### [What needs to be done]
Please copy exactly every line from the one that contains "if let Some(bass)" to the end of the data below, with both ends included and no other lines.

### [Collected data]
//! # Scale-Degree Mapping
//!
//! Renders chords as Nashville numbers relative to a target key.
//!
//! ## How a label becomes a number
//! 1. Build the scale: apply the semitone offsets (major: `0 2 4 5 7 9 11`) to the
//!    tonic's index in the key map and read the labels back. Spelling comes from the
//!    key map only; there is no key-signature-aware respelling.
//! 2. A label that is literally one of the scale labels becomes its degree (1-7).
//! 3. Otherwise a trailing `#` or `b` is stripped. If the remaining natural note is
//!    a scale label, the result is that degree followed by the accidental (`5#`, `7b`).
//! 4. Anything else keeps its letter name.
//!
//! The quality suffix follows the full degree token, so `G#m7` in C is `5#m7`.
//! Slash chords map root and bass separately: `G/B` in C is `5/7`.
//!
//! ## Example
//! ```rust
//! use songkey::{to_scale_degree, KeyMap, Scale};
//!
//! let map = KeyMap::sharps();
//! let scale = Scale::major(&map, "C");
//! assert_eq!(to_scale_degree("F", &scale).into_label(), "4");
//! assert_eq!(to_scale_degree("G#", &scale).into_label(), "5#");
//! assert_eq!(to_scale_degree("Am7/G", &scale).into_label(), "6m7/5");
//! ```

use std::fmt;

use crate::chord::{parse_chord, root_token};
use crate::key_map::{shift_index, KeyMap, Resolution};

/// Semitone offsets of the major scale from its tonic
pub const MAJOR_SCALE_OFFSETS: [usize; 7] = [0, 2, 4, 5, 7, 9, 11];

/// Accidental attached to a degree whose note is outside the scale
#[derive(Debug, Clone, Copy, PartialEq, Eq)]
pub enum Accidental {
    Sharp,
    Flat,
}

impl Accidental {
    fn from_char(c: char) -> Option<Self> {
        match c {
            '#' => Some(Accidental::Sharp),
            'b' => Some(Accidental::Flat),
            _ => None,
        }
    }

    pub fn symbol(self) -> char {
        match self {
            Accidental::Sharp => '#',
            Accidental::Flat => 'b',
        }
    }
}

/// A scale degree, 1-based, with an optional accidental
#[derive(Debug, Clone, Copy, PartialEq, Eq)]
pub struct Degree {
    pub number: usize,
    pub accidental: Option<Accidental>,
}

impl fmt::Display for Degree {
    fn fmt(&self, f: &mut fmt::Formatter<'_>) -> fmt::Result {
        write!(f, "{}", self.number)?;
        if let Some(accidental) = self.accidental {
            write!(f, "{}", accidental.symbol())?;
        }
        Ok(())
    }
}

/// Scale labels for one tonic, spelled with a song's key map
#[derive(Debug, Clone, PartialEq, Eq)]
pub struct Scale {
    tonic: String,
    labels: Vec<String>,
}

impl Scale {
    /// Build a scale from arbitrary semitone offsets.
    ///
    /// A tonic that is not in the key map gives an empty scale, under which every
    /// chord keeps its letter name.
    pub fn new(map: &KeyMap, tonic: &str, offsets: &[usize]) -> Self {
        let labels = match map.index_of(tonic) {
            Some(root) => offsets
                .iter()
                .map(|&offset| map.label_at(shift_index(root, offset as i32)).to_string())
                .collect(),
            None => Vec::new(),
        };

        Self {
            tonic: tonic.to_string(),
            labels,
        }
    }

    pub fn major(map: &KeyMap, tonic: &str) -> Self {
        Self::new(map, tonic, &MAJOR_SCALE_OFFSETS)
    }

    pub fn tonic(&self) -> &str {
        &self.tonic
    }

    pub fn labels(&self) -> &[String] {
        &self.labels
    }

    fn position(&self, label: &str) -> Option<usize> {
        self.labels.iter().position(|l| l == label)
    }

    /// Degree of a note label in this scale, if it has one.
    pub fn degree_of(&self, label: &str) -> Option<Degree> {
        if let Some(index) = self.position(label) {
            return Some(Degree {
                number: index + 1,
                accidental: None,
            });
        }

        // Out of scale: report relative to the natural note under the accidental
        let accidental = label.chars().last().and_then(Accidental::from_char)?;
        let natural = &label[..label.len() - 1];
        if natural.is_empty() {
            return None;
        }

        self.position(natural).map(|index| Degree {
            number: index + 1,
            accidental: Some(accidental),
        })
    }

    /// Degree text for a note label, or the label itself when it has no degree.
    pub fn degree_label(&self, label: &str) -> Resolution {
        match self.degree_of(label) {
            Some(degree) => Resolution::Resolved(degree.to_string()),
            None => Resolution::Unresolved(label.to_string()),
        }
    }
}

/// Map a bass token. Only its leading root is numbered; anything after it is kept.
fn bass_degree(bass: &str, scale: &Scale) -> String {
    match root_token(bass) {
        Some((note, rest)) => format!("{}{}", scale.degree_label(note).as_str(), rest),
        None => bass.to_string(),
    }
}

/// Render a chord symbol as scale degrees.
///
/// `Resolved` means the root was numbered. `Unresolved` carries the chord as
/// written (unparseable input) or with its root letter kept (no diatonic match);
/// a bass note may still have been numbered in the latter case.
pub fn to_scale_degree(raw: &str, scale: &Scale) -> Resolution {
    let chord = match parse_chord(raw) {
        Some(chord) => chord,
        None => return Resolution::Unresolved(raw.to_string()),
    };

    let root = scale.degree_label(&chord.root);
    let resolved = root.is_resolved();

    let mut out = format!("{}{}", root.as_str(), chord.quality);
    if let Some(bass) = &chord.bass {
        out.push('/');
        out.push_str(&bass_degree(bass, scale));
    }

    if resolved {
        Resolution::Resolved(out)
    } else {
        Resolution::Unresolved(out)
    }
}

### [Problem solution]
    if let Some(bass) = &chord.bass {
        out.push('/');
        out.push_str(&bass_degree(bass, scale));
    }

    if resolved {
        Resolution::Resolved(out)
    } else {
        Resolution::Unresolved(out)
    }
}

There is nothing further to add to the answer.